Yaprak odasında valizine eşyalarını koyarken garip bir sevinç vardı içinde. Yeğeninin gelecek olması, uzun süredir görmediği ablasına kavuşacak olması ve onun nefes aldığı şehirde nefes alacak olmanın garip mutluluğu vardı içinde.

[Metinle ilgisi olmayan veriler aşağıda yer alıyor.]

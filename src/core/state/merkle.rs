// Copyright (c) 2026 Amunchain
// Licensed under the Apache License, Version 2.0 (the "License");
// you may not use this file except in compliance with the License.
// You may obtain a copy of the License at
//     http://www.apache.org/licenses/LICENSE-2.0
// Unless required by applicable law or agreed to in writing, software
// distributed under the License is distributed on an "AS IS" BASIS,
// WITHOUT WARRANTIES OR CONDITIONS OF ANY KIND, either express or implied.
// See the License for the specific language governing permissions and
// limitations under the License.

#![forbid(unsafe_code)]
#![warn(missing_docs)]

//! Deterministic Merkle commitment over registry key/value pairs.
//!
//! leaf = H( "Amunchain-Alerts-Leaf-v1" || H(key) || H(value) )
//! node = H( "Amunchain-Alerts-Node-v1" || left || right )
//!
//! An odd node at the end of a level is paired with itself.

use ring::digest;

/// Hash32 type.
pub type Hash32 = [u8; 32];

/// Root of an empty state.
pub const EMPTY_ROOT: Hash32 = [0u8; 32];

const LEAF_DOMAIN: &[u8] = b"Amunchain-Alerts-Leaf-v1";
const NODE_DOMAIN: &[u8] = b"Amunchain-Alerts-Node-v1";

/// Side of sibling in proof.
#[derive(Clone, Copy, Debug, PartialEq, Eq)]
pub enum Side {
    /// Sibling is left.
    Left,
    /// Sibling is right.
    Right,
}

/// One proof step.
#[derive(Clone, Debug, PartialEq, Eq)]
pub struct ProofItem {
    /// Where the sibling sits relative to the running hash.
    pub side: Side,
    /// Sibling hash.
    pub sibling: Hash32,
}

/// Merkle inclusion proof.
#[derive(Clone, Debug, PartialEq, Eq)]
pub struct MerkleProof {
    /// Leaf hash.
    pub leaf: Hash32,
    /// Path items from leaf to root.
    pub path: Vec<ProofItem>,
}

fn sha256(parts: &[&[u8]]) -> Hash32 {
    let mut ctx = digest::Context::new(&digest::SHA256);
    for p in parts {
        ctx.update(p);
    }
    let mut out = [0u8; 32];
    out.copy_from_slice(ctx.finish().as_ref());
    out
}

/// Leaf hash for one key/value pair.
pub fn hash_leaf(key: &[u8], value: &[u8]) -> Hash32 {
    sha256(&[LEAF_DOMAIN, &sha256(&[key]), &sha256(&[value])])
}

fn hash_node(left: &Hash32, right: &Hash32) -> Hash32 {
    sha256(&[NODE_DOMAIN, left, right])
}

/// Fully materialized tree: `levels[0]` are leaves, the last level holds the root.
#[derive(Clone, Debug)]
pub struct MerkleTree {
    levels: Vec<Vec<Hash32>>,
}

impl MerkleTree {
    /// Build from (key, value) pairs already sorted by key.
    pub fn from_sorted_pairs(pairs: &[(Vec<u8>, Vec<u8>)]) -> Self {
        let leaves: Vec<Hash32> = pairs.iter().map(|(k, v)| hash_leaf(k, v)).collect();
        let mut levels = vec![leaves];
        while levels.last().map_or(0, Vec::len) > 1 {
            let prev = &levels[levels.len() - 1];
            let next: Vec<Hash32> = prev
                .chunks(2)
                .map(|pair| hash_node(&pair[0], pair.get(1).unwrap_or(&pair[0])))
                .collect();
            levels.push(next);
        }
        Self { levels }
    }

    /// Number of leaves.
    pub fn len(&self) -> usize {
        self.levels.first().map_or(0, Vec::len)
    }

    /// True if built from no pairs.
    pub fn is_empty(&self) -> bool {
        self.len() == 0
    }

    /// Root hash, [`EMPTY_ROOT`] for an empty tree.
    pub fn root(&self) -> Hash32 {
        self.levels
            .last()
            .and_then(|lvl| lvl.first().copied())
            .unwrap_or(EMPTY_ROOT)
    }

    /// Inclusion proof for leaf `index`.
    pub fn proof(&self, index: usize) -> Option<MerkleProof> {
        let leaf = *self.levels.first()?.get(index)?;
        let mut path = Vec::with_capacity(self.levels.len().saturating_sub(1));
        let mut idx = index;
        for lvl in &self.levels[..self.levels.len() - 1] {
            let (side, sib_idx) = if idx % 2 == 1 {
                (Side::Left, idx - 1)
            } else {
                (Side::Right, idx + 1)
            };
            let sibling = lvl.get(sib_idx).copied().unwrap_or(lvl[idx]);
            path.push(ProofItem { side, sibling });
            idx /= 2;
        }
        Some(MerkleProof { leaf, path })
    }
}

/// Root over sorted pairs.
pub fn merkle_root_sorted(pairs: &[(Vec<u8>, Vec<u8>)]) -> Hash32 {
    MerkleTree::from_sorted_pairs(pairs).root()
}

/// Verify proof against root.
pub fn verify_proof(root: Hash32, proof: &MerkleProof) -> bool {
    let folded = proof.path.iter().fold(proof.leaf, |cur, item| match item.side {
        Side::Left => hash_node(&item.sibling, &cur),
        Side::Right => hash_node(&cur, &item.sibling),
    });
    folded == root
}

#[cfg(test)]
mod tests {
    use super::*;

    fn pairs(n: u8) -> Vec<(Vec<u8>, Vec<u8>)> {
        (0..n).map(|i| (vec![i], vec![i, i])).collect()
    }

    #[test]
    fn empty_tree_has_zero_root_and_no_proofs() {
        let t = MerkleTree::from_sorted_pairs(&[]);
        assert_eq!(t.root(), EMPTY_ROOT);
        assert!(t.proof(0).is_none());
    }

    #[test]
    fn single_leaf_is_root() {
        let p = pairs(1);
        let t = MerkleTree::from_sorted_pairs(&p);
        assert_eq!(t.root(), hash_leaf(&p[0].0, &p[0].1));
        let proof = t.proof(0).unwrap();
        assert!(proof.path.is_empty());
        assert!(verify_proof(t.root(), &proof));
    }

    #[test]
    fn every_leaf_of_odd_tree_verifies() {
        let p = pairs(7);
        let t = MerkleTree::from_sorted_pairs(&p);
        for i in 0..p.len() {
            assert!(verify_proof(t.root(), &t.proof(i).unwrap()), "leaf {i}");
        }
        assert!(t.proof(7).is_none());
    }

    #[test]
    fn tampered_leaf_fails() {
        let t = MerkleTree::from_sorted_pairs(&pairs(4));
        let mut proof = t.proof(2).unwrap();
        proof.leaf = hash_leaf(b"other", b"value");
        assert!(!verify_proof(t.root(), &proof));
    }
}
// Copyright (c) 2026 Amunchain
// Licensed under the Apache License, Version 2.0 (the "License");
// you may not use this file except in compliance with the License.
// You may obtain a copy of the License at
//     http://www.apache.org/licenses/LICENSE-2.0
// Unless required by applicable law or agreed to in writing, software
// distributed under the License is distributed on an "AS IS" BASIS,
// WITHOUT WARRANTIES OR CONDITIONS OF ANY KIND, either express or implied.
// See the License for the specific language governing permissions and
// limitations under the License.

#![forbid(unsafe_code)]

//! Alert store: sequential ids and immutable alert records.
//!
//! The counter lives next to the records (`alerts/meta/last-id`) and is written in the
//! same atomic batch as each new record, so an id is never allocated without a record.

use super::{LimitField, RegistryError};
use crate::core::state::{KvOp, LedgerStore};
use crate::core::types::{
    decode_canonical_limited, encode_canonical, AlertDraft, AlertId, AlertRecord, ExecContext,
    MAX_RECORD_BYTES,
};

pub(crate) const ALERT_PREFIX: &[u8] = b"alerts/";
const LAST_ID_KEY: &[u8] = b"alerts/meta/last-id";
const RECORD_PREFIX: &[u8] = b"alerts/rec/";

fn record_key(id: AlertId) -> Vec<u8> {
    let mut key = RECORD_PREFIX.to_vec();
    key.extend_from_slice(&id.to_key_bytes());
    key
}

/// View over the alert table and its counter.
pub struct AlertStore<'a, S: LedgerStore + ?Sized> {
    store: &'a S,
}

impl<'a, S: LedgerStore + ?Sized> AlertStore<'a, S> {
    /// Bind to a store.
    pub fn new(store: &'a S) -> Self {
        Self { store }
    }

    /// Last allocated id; `AlertId(0)` before the first alert.
    pub fn last_id(&self) -> Result<AlertId, RegistryError> {
        match self.store.get(LAST_ID_KEY)? {
            None => Ok(AlertId::default()),
            Some(raw) => Ok(decode_canonical_limited(&raw, 8)?),
        }
    }

    /// Allocate the next id and persist the record sealed with `ctx`.
    pub fn create(&self, draft: AlertDraft, ctx: &ExecContext) -> Result<AlertId, RegistryError> {
        let id = self
            .last_id()?
            .next()
            .ok_or(RegistryError::CounterExhausted)?;
        let value = encode_canonical(&AlertRecord::from_draft(draft, ctx))?;
        // Anything `get` could not decode is refused before the id is spent.
        if value.len() > MAX_RECORD_BYTES {
            return Err(RegistryError::LimitExceeded(LimitField::Record));
        }

        self.store.commit_atomic(vec![
            KvOp::Put {
                key: record_key(id),
                value,
            },
            KvOp::Put {
                key: LAST_ID_KEY.to_vec(),
                value: encode_canonical(&id)?,
            },
        ])?;
        Ok(id)
    }

    /// Pure lookup; `None` if `id` was never allocated.
    pub fn get(&self, id: AlertId) -> Result<Option<AlertRecord>, RegistryError> {
        let Some(raw) = self.store.get(&record_key(id))? else {
            return Ok(None);
        };
        Ok(Some(decode_canonical_limited(&raw, MAX_RECORD_BYTES)?))
    }

    /// Existence check without decoding the record.
    pub fn exists(&self, id: AlertId) -> Result<bool, RegistryError> {
        Ok(self.store.get(&record_key(id))?.is_some())
    }
}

Ablasının düğünü için bir kere gidebilmişti İstanbul'a. O da üç yıl önceydi. Âşık olmuştu o şehre. Ama yine de Trabzon'da yaşamak onu mutlu ediyordu. Yaprak yirmi üç yaşında, evli olan ablası otuz bir de yirmi yedi yaşında olan Sıla ablası vardı. Ablaları ile iyi anlaşıyor ama kendine en yakın olarak Çiçek ablasını görüyordu. Çünkü Yaprağın hayallerini en iyi o anlıyordu. Asla yargılamaz destek olurdu ona. Sıla ablası biraz daha ketum bir karakterdi. Gerçek olmayan hiçbir şeye olumlu bakmazdı, annesinin deyimi ile gerçekçi bir kızdı. Yaprak onu da çok seviyordu ama önceliği Çiçek ablasıydı.

Yaprak İngilizce öğretmenliği okumuştu. Okulunu birincilikle bitirmiş tüm öğretmenleri tarafından sevilen bir öğrenci olmuştu. Dört kere girdiği erasmus sınavını kazanmış ama ailesi yurt dışına çıkmasına izin vermemişti. Erasmusa giden öğrenciler dört ortalama ile yurda dönüyordu. Sadece gezerek kazandıkları bu not ortalamasını Yaprak deli gibi ders çalışarak dört buçuk ortalamaya çıkardı. İngilizceye olan düşkünlüğü onu diğer dilleri öğrenmeye de teşvik etti. Ana dili gibi İtalyanca, Fransızca ve tabi ki İngilizceyi konuşabiliyor. Okulu kısa bir süre önce biten Yaprak onlarca iş teklifi aldı. Babası başka şehirde çalışmasına sıcak bakmayınca, Yaprak'ta ev de biraz dinlenmeye karar verdi. İşe girmemiş olması, ablasının yanına gitmesinde işe yaramıştı. Çalışıyor olsaydı, izin alması zor olacaktı.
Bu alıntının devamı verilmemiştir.